Das Schloss - in seiner konzentrierten, von kommerzieller Nutzung glücklich befreiten Entwurfsform - wird kommen, so viel ist klar. Nirgendwo erhebt sich mehr Widerspruch dagegen, die Kritiker von einst, ehedem in der Mehrheit, sind verstummt. Was diese neue Entspanntheit im Umgang mit dem architektonischen Erbe Preußens geschichtspolitisch für die Berliner Republik bedeutet, lässt sich noch kaum erahnen.
Ausschließlich kulturelle Zwecke
Das neue Schloss wird, das steht nun ebenfalls fest, auch die von Karl Friedrich Schinkel entworfene, von Friedrich August Stüler ausgeführte Kuppel des Originalbaus tragen und sich damit unter die wichtigsten historischen Wahrzeichen Berlins einreihen, neben den Reichstag und das Brandenburger Tor. Beschlossen ist vor allem, dass der Bau ausschließlich kulturellen Zwecken vorbehalten sein soll. Damit erhält Berlin direkt gegenüber der Museumsinsel und in unmittelbarer Nähe zur Humboldt-Universität, dem Deutschen Historischen Museum und zur Staatsoper Unter den Linden ein gewaltiges Forum der Künste und Wissenschaften.
Was aber soll hier zu sehen, zu erfahren, zu begehen sein? Daran scheiden sich immer noch die Geister. Der brache Schlossplatz ist seit Jahren die Fläche, auf die mit Lust alle erdenklichen Hoffnungen projiziert wurden. Manche wünschten sich hier einen Ort der zeitgenössischen Kunst, andere malten sich ein Volkshaus aus, eine kapitale Begegnungsstätte, von einer riesigen Bibliothek war die Rede, von einer zentralen Repräsentanz der deutschen Wissenschaften in der Hauptstadt oder von einem großen Preußenmuseum. Es war der demnächst aus dem Amt scheidende Präsident der Stiftung Preußischer Kulturbesitz, Klaus-Dieter Lehmann, der die Diskussion erstmals aus dem Luftigen des Visionären hinab in die Realität zwang, als er vor sieben Jahren vorschlug, die ethnologischen und asiatischen Sammlungen der Staatlichen Museen aus dem vorstädtischen Dahlem auf den Schlossplatz zu holen.

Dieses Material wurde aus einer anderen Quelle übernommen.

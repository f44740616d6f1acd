//! Data contracts shared by the adstudio engine and CLI: aspect ratios,
//! normalization geometry, prompt templates, event logs, upscale quota and
//! run receipts.

pub mod aspect;
pub mod events;
pub mod geometry;
pub mod prompts;
pub mod runs;
pub mod upscale;
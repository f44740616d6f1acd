use std::fmt;
use std::str::FromStr;

use serde::{Deserialize, Serialize};

pub const AUTO_KEYWORD: &str = "Auto";

/// Ratios offered by the studio's ratio picker, in display order.
pub const PRESET_RATIOS: [&str; 7] = ["Auto", "1:1", "16:9", "9:16", "4:3", "3:4", "21:9"];

const LANDSCAPE_MIN_RATIO: f64 = 1.2;
const PORTRAIT_MAX_RATIO: f64 = 0.85;

#[derive(Debug, Clone, PartialEq, Eq, thiserror::Error)]
#[error("unsupported aspect ratio '{input}': expected Auto or <W>:<H>, positive integers")]
pub struct UnsupportedRatioError {
    pub input: String,
}

/// Requested output frame: either a fixed `W:H` ratio or `Auto`, which keeps
/// whatever ratio the generator produced.
#[derive(Debug, Clone, Copy, PartialEq, Eq, Hash, Serialize, Deserialize)]
#[serde(try_from = "String", into = "String")]
pub enum AspectRatio {
    Auto,
    Fixed { width: u32, height: u32 },
}

#[derive(Debug, Clone, Copy, PartialEq, Eq)]
pub enum Orientation {
    Landscape,
    Portrait,
    Square,
}

impl AspectRatio {
    pub fn fixed(width: u32, height: u32) -> Result<Self, UnsupportedRatioError> {
        if width == 0 || height == 0 {
            return Err(UnsupportedRatioError {
                input: format!("{width}:{height}"),
            });
        }
        Ok(Self::Fixed { width, height })
    }

    pub fn parse(raw: &str) -> Result<Self, UnsupportedRatioError> {
        let trimmed = raw.trim();
        if trimmed.eq_ignore_ascii_case(AUTO_KEYWORD) {
            return Ok(Self::Auto);
        }
        let unsupported = || UnsupportedRatioError {
            input: raw.to_string(),
        };
        let (left, right) = trimmed.split_once(':').ok_or_else(unsupported)?;
        let width = parse_ratio_term(left).ok_or_else(unsupported)?;
        let height = parse_ratio_term(right).ok_or_else(unsupported)?;
        Ok(Self::Fixed { width, height })
    }

    pub fn is_auto(&self) -> bool {
        matches!(self, Self::Auto)
    }

    /// `width / height`, or `None` for `Auto`.
    pub fn value(&self) -> Option<f64> {
        match self {
            Self::Auto => None,
            Self::Fixed { width, height } => Some(*width as f64 / *height as f64),
        }
    }

    pub fn orientation(&self) -> Option<Orientation> {
        let ratio = self.value()?;
        Some(if ratio >= LANDSCAPE_MIN_RATIO {
            Orientation::Landscape
        } else if ratio <= PORTRAIT_MAX_RATIO {
            Orientation::Portrait
        } else {
            Orientation::Square
        })
    }
}

fn parse_ratio_term(raw: &str) -> Option<u32> {
    let term = raw.trim();
    if term.is_empty() || !term.bytes().all(|byte| byte.is_ascii_digit()) {
        return None;
    }
    term.parse::<u32>().ok().filter(|value| *value > 0)
}

impl fmt::Display for AspectRatio {
    fn fmt(&self, f: &mut fmt::Formatter<'_>) -> fmt::Result {
        match self {
            Self::Auto => f.write_str(AUTO_KEYWORD),
            Self::Fixed { width, height } => write!(f, "{width}:{height}"),
        }
    }
}

impl FromStr for AspectRatio {
    type Err = UnsupportedRatioError;

    fn from_str(s: &str) -> Result<Self, Self::Err> {
        Self::parse(s)
    }
}

impl TryFrom<String> for AspectRatio {
    type Error = UnsupportedRatioError;

    fn try_from(value: String) -> Result<Self, Self::Error> {
        Self::parse(&value)
    }
}

impl From<AspectRatio> for String {
    fn from(value: AspectRatio) -> Self {
        value.to_string()
    }
}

Urbaner Weltort für Kunst und Kultur
Ein einmaliger Bestand außereuropäischer Kunstschätze und Kulturgegenstände, der derzeit abseits der Publikumsströme in exquisiter Isolation verdämmert, würde so ins Rampenlicht der Berliner Republik gerückt. Vor allem aber fand Lehmanns Inititative, verlockend mit den Namen von Alexander und Wilhelm von Humboldt verknüpft, allgemeinen Anklang. Auch, weil er gleich eine finanzielle Lösung anbot: Durch den Umzug würde die Stiftung von den Kosten einer Sanierung der baufälligen Museumsgebäude in Dahlem befreit, die auf hundert Millionen Euro geschätzt werden; zudem ließen sich die freiwerdenden Grundstücke verkaufen und damit weitere Mittel für das Humboldt-Forum gewinnen. Im Kern stecken diese Überlegungen auch heute noch hinter der Entscheidung des Bundes, den Löwenanteil der auf 480 Millionen Euro veranschlagten Baukosten zu übernehmen.
Große Überzeugungskraft bezog die Idee eines Humboldt-Forums auch aus der Versicherung Lehmanns, auf dem Schlossplatz solle kein reines Museum entstehen, sondern ein urbaner Weltort für Kunst und Kultur, eine Mischung aus Lernstätte und Labor, Ausstellungshalle und Agora. Die wissenschaftshistorischen Sammlungen der Humboldt-Universität sollten dort ebenso Platz finden wie Bestände der Berliner Zentral- und Landesbibliothek (ZLB). Diese Nutzungsmischung dürfte nach den jüngsten Beschlüssen obsolet sein. Die Stadt Berlin nämlich erwirbt durch ihren Baukostenbeitrag von 32 Millionen Euro eine wesentlich kleinere Fläche im Gesamtkomplex als ursprünglich geplant, lediglich fünftausend Quadratmeter Ausstellungsfläche - etwa ein Zehntel der Gesamtfläche des Gebäudes - und damit gewiss nicht genug für die kombinierten Ansprüche von Universität und Bibliothek. Beide Institutionen sind denn auch sogleich in Interviews und Presseerklärungen in eine offene Feldschlacht um die Berliner Räume im Schloss gezogen.
Die Humboldt-Idee eines Museums
Claudia Lux, die Direktorin der ZLB, will um ihren Anteil am Humboldt-Forum kämpfen. Die Bibliothek, erklärt sie, brauche den dort freien Platz, um die Raumnot ihrer drei Standorte, besonders der Amerika-Gedenkbibliothek in Kreuzberg, zu beheben. Zudem sei sie eine entscheidende Bereicherung des Schlossneubaus. Die Möglichkeit, Bücher, Filme und Tonträger nicht nur zu betrachten, sondern anzufassen und zu entleihen, entspreche eher der Humboldt-Idee als ein reines Museum.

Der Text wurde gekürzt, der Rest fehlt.